Aquello había enorgullecido a Damen, y Scarlet llegó incluso a cosechar un apoyo insospechado de entre el alumnado, en su mayoría compañeros que no habían reconocido a Charlotte de tropezarse con ella. Hasta Petula colaboró con un pequeño donativo, gesto nada propio de ella y, sin embargo, muy apreciado, dada a su extraordinaria popularidad. Las Wendys, las falsas amigas lameculos de su hermana, fueron las últimas en contribuir, y lo hicieron con una única donación en nombre de las dos, cosa detestable y que las hacía honor a un tiempo. Scarlet se figuraba que temerosas de que las rondase el fantasma, habían arrimado el hombro a modo de inversión para asegurarse tranquilidad de espíritu.

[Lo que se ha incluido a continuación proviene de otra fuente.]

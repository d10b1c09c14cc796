//! Register level model of a Nexus client.
//!
//! Registers the map names get their debug behaviour here; anything else is plain
//! storage.  Events the client produces wait in a bounded queue until the host pulls them.
use std::boxed::Box;
use std::collections::VecDeque;
use std::format;
use std::vec;
use std::vec::Vec;

use super::{Region, SimConfig};
use crate::api::AccessSize;
use crate::capability::EventId;
use crate::error::{Error, Result};
use crate::event::{Operand, ReceivedEvent, RwMode};
use crate::message::{Message, MessageBuilder, Tcode, SRC_BITS};
use crate::nrr::{comparator, dc1, ds, dtc, from_bytes, rwcs, to_bytes, wt, ComparatorBank, NrrIndex, NRR_COUNT};
use crate::types::{Address, Registers};

// Error message code for messages lost to a full queue
const ECODE_OVERRUN: u64 = 1;
const ECODE_BITS: usize = 5;
const ADDR_BITS: usize = 32;

struct Memory {
    region: Region,
    bytes: Vec<u8>,
}

impl Memory {
    fn range(&self, map: u32, addr: Address, len: usize) -> Option<core::ops::Range<usize>> {
        let region = &self.region;
        if region.map != map || addr < region.base {
            return None;
        }
        let start = usize::try_from(addr - region.base).ok()?;
        let end = start.checked_add(len)?;
        (end <= region.size).then(|| start..end)
    }
}

// An RWCS transfer in progress
struct Access {
    write: bool,
    size: AccessSize,
    map: u32,
    addr: Address,
    remaining: u64,
}

impl Access {
    // Step past the unit just transferred.  False if more units remain but the address
    // space has run out.
    fn advance(&mut self) -> bool {
        self.remaining = self.remaining.saturating_sub(1);
        match self.addr.checked_add(self.size.bytes() as u64) {
            Some(next) => {
                self.addr = next;
                true
            }
            None => self.remaining == 0,
        }
    }
}

#[derive(Clone, Copy)]
enum Activity {
    Fetch(Address),
    Data { addr: Address, value: u64, write: bool },
}

#[derive(Clone, Copy, Debug, PartialEq, Eq)]
enum Bank {
    Breakpoints,
    Watchpoints,
}

#[derive(Default)]
struct Trace {
    btm: bool,
    dtm: bool,
    otm: bool,
    subst: bool,
}

pub(crate) struct NexusClient {
    config: SimConfig,
    nrr: [u64; NRR_COUNT],
    memory: Vec<Memory>,
    core: Registers,
    halted: bool,
    reset_seen: bool,
    access: Option<Access>,
    // ERR and DV
    status: u64,
    read_data: u64,
    countdown: [Vec<u64>; 2],
    trace: Trace,
    queue: VecDeque<ReceivedEvent>,
    lost: u64,
}
//! Memory access through the RWCS/RWA/RWD registers.
//!
//! A transfer loads RWA with the start address and RWCS with the direction, access size,
//! map, priority and unit count.  Each write unit is then a write to RWD; each read unit
//! is a poll of RWCS until the data is valid followed by a read of RWD.  The target
//! advances the address itself.
//!
//! Reads are all or nothing.  Writes stop at the first unit that fails and report how
//! many bytes made it as `Error::PartialWrite`.
use alloc::format;
use alloc::string::ToString;
use alloc::vec::Vec;

use super::Handle;
use crate::error::{Error, Result};
use crate::hal::Hal;
use crate::nrr::{rwcs, Reg};
use crate::types::Address;

#[derive(Clone, Copy, Debug, PartialEq, Eq)]
pub enum AccessSize {
    Byte,
    Half,
    Word,
    Double,
}

impl AccessSize {
    pub const ALL: [AccessSize; 4] = [AccessSize::Byte, AccessSize::Half, AccessSize::Word, AccessSize::Double];

    pub fn bytes(self) -> usize {
        match self {
            AccessSize::Byte => 1,
            AccessSize::Half => 2,
            AccessSize::Word => 4,
            AccessSize::Double => 8,
        }
    }

    pub fn bits(self) -> u32 {
        self.bytes() as u32 * 8
    }

    /// RWCS size field
    pub fn code(self) -> u64 {
        match self {
            AccessSize::Byte => 0,
            AccessSize::Half => 1,
            AccessSize::Word => 2,
            AccessSize::Double => 3,
        }
    }

    pub fn from_code(code: u64) -> Option<Self> {
        AccessSize::ALL.into_iter().find(|s| s.code() == code)
    }

    pub fn from_bytes(bytes: usize) -> Option<Self> {
        AccessSize::ALL.into_iter().find(|s| s.bytes() == bytes)
    }
}

struct Window {
    rwcs: Reg,
    rwa: Reg,
    rwd: Reg,
}

impl<H: Hal> Handle<H> {
    /// Write `data` to target memory at `addr` in units of `size`.
    pub fn write_mem(&mut self, map: u32, priority: u32, addr: Address, size: AccessSize, data: &[u8]) -> Result<()> {
        log::debug!("write {} bytes at {:#x} (map {}, {:?})", data.len(), addr, map, size);
        let result = match self.check_access(map, priority, addr, data.len(), size) {
            Ok(()) => self.write_units(map, priority, addr, size, data),
            Err(e) => Err(e),
        };
        self.check(result)
    }

    /// Read `num_bytes` of target memory at `addr` in units of `size`.
    pub fn read_mem(&mut self, map: u32, priority: u32, addr: Address, num_bytes: usize, size: AccessSize) -> Result<Vec<u8>> {
        log::debug!("read {} bytes at {:#x} (map {}, {:?})", num_bytes, addr, map, size);
        let result = match self.check_access(map, priority, addr, num_bytes, size) {
            Ok(()) => self.read_units(map, priority, addr, num_bytes, size),
            Err(e) => Err(e),
        };
        self.check(result)
    }

    fn check_access(&self, map: u32, priority: u32, addr: Address, len: usize, size: AccessSize) -> Result<()> {
        let cap = &self.cap;
        if map >= cap.max_mem_map.max(1) {
            return Err(Error::no_capability(format!(
                "memory map {} not available, target has {}",
                map,
                cap.max_mem_map.max(1)
            )));
        }
        if priority >= cap.max_mem_access_priority.max(1) {
            return Err(Error::no_capability(format!("access priority {} not available", priority)));
        }
        if size.bits() > cap.max_access_size || size.bits() as usize > self.regs().rwd.bits {
            return Err(Error::no_capability(format!(
                "{}-bit accesses exceed the target's {}-bit maximum",
                size.bits(),
                cap.max_access_size
            )));
        }
        if size != AccessSize::Byte && !cap.target_endian.is_known() {
            return Err(Error::no_capability("multi-byte access needs a big or little endian target"));
        }
        let unit = size.bytes();
        if addr % unit as u64 != 0 || len % unit != 0 {
            return Err(Error::failed(format!(
                "{} bytes at {:#x} is not aligned to {}-byte accesses",
                len, addr, unit
            )));
        }
        if len != 0 && addr.checked_add(len as u64 - 1).is_none() {
            return Err(Error::failed(format!("{} bytes at {:#x} run past the end of the address space", len, addr)));
        }
        Ok(())
    }

    fn window(&self) -> Window {
        let map = self.regs();
        Window { rwcs: map.rwcs, rwa: map.rwa, rwd: map.rwd }
    }

    fn write_units(&mut self, map: u32, priority: u32, addr: Address, size: AccessSize, data: &[u8]) -> Result<()> {
        let regs = self.window();
        let unit = size.bytes();
        let endian = self.cap.target_endian;
        let mut written = 0;

        for block in data.chunks(unit * rwcs::COUNT_MAX as usize) {
            let units = (block.len() / unit) as u64;
            let setup = rwcs::start(true, size.code(), map as u64, priority as u64, units);
            self.hal
                .write_word(regs.rwa, addr + written as u64)
                .and_then(|()| self.hal.write_word(regs.rwcs, setup))
                .map_err(|e| stopped(written, e))?;

            for chunk in block.chunks(unit) {
                let at = addr + written as u64;
                let word = endian
                    .word_from_bytes(chunk)
                    .ok_or_else(|| Error::no_capability("target byte order unknown"))?;
                let status = self
                    .hal
                    .write_word(regs.rwd, word)
                    .and_then(|()| self.hal.read_word(regs.rwcs))
                    .map_err(|e| stopped(written, e))?;
                if status & rwcs::ERR != 0 {
                    return Err(stopped(written, Error::failed(format!("bus error writing {:#x}", at))));
                }
                written += unit;
            }
        }
        Ok(())
    }

    fn read_units(&mut self, map: u32, priority: u32, addr: Address, num_bytes: usize, size: AccessSize) -> Result<Vec<u8>> {
        let regs = self.window();
        let unit = size.bytes();
        let endian = self.cap.target_endian;
        let block_bytes = unit * rwcs::COUNT_MAX as usize;
        let mut out = Vec::with_capacity(num_bytes);

        while out.len() < num_bytes {
            let units = (num_bytes - out.len()).min(block_bytes) / unit;
            let start = addr + out.len() as u64;
            self.hal.write_word(regs.rwa, start)?;
            self.hal
                .write_word(regs.rwcs, rwcs::start(false, size.code(), map as u64, priority as u64, units as u64))?;

            for _ in 0..units {
                let at = addr + out.len() as u64;
                self.wait_for_data(regs.rwcs, at)?;
                let word = self.hal.read_word(regs.rwd)?;
                let bytes = endian
                    .word_to_bytes(word, unit)
                    .ok_or_else(|| Error::no_capability("target byte order unknown"))?;
                out.extend_from_slice(&bytes);
            }
        }
        Ok(out)
    }

    fn wait_for_data(&mut self, rwcs_reg: Reg, at: Address) -> Result<()> {
        for _ in 0..self.spec.vendor.poll_limit.max(1) {
            let status = self.hal.read_word(rwcs_reg)?;
            if status & rwcs::ERR != 0 {
                return Err(Error::failed(format!("bus error reading {:#x}", at)));
            }
            if status & rwcs::DV != 0 {
                return Ok(());
            }
        }
        Err(Error::failed(format!("timed out waiting for read data at {:#x}", at)))
    }
}

fn stopped(written: usize, e: Error) -> Error {
    if written == 0 {
        e
    } else {
        Error::PartialWrite { written, reason: e.to_string() }
    }
}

Scarlet permaneció un buen rato estudiando la estatua mientras trataba de determinar hasta qué punto se parecía a Charlotte.

Con delicadeza y parsimonia, recorrió con su mano las talladas curvas de la mejilla de Charlotte, su frente, su nariz, sus labios, rasgos que conocía tan bien como la palma de su mano. Se preguntó qué le habría parecido el tributo a Charlotte.

La vida de Charlotte había sido breve en extremo, e iba a echar de menos todos esos cambios que, ya sea para bien o para mal, llevan implícitas la madurez y la edad. Y por primera vez desde que visitara a Charlotte en el campus de becarios de la otra vida se le ocurrió que tal vez éste fuera ya el único lugar en el que volvería a verla.

Aquel lugar eran tan bueno como cualquier otro para dejarle a Charlotte, buen, correspondencia, pensó Scarlet, a la vez que sacaba de su bolso un sobre apaisado blanco, cerrado y húmedo. El sello resultaba a todas luces innecesario. Estaba convencida de que allí donde se encontraba Charlotte no llegaba el reparto de Correos. Por lo tanto, introdujo el sobre en una bolsa de plástico y a continuación ató esta fuertemente a uno de los espinosos tallos de rosa. Bastaría así.

Alzó el arreglo floral en forma de corazón, enmarcando a Charlotte con cariño en el centro, acomodó la corona con delicadeza en torno a su cuello de cisne y dio un paso atrás para admirar la belleza de ambas. Luego se arrodilló, como para rezar, pero en su lugar apoyó la mano en el suelo, dejando su huella impresa en la tierra empapada.

—Espero que estés bien —dijo con un sincero susurro antes de levantarse y alejarse con paso lento y pesado.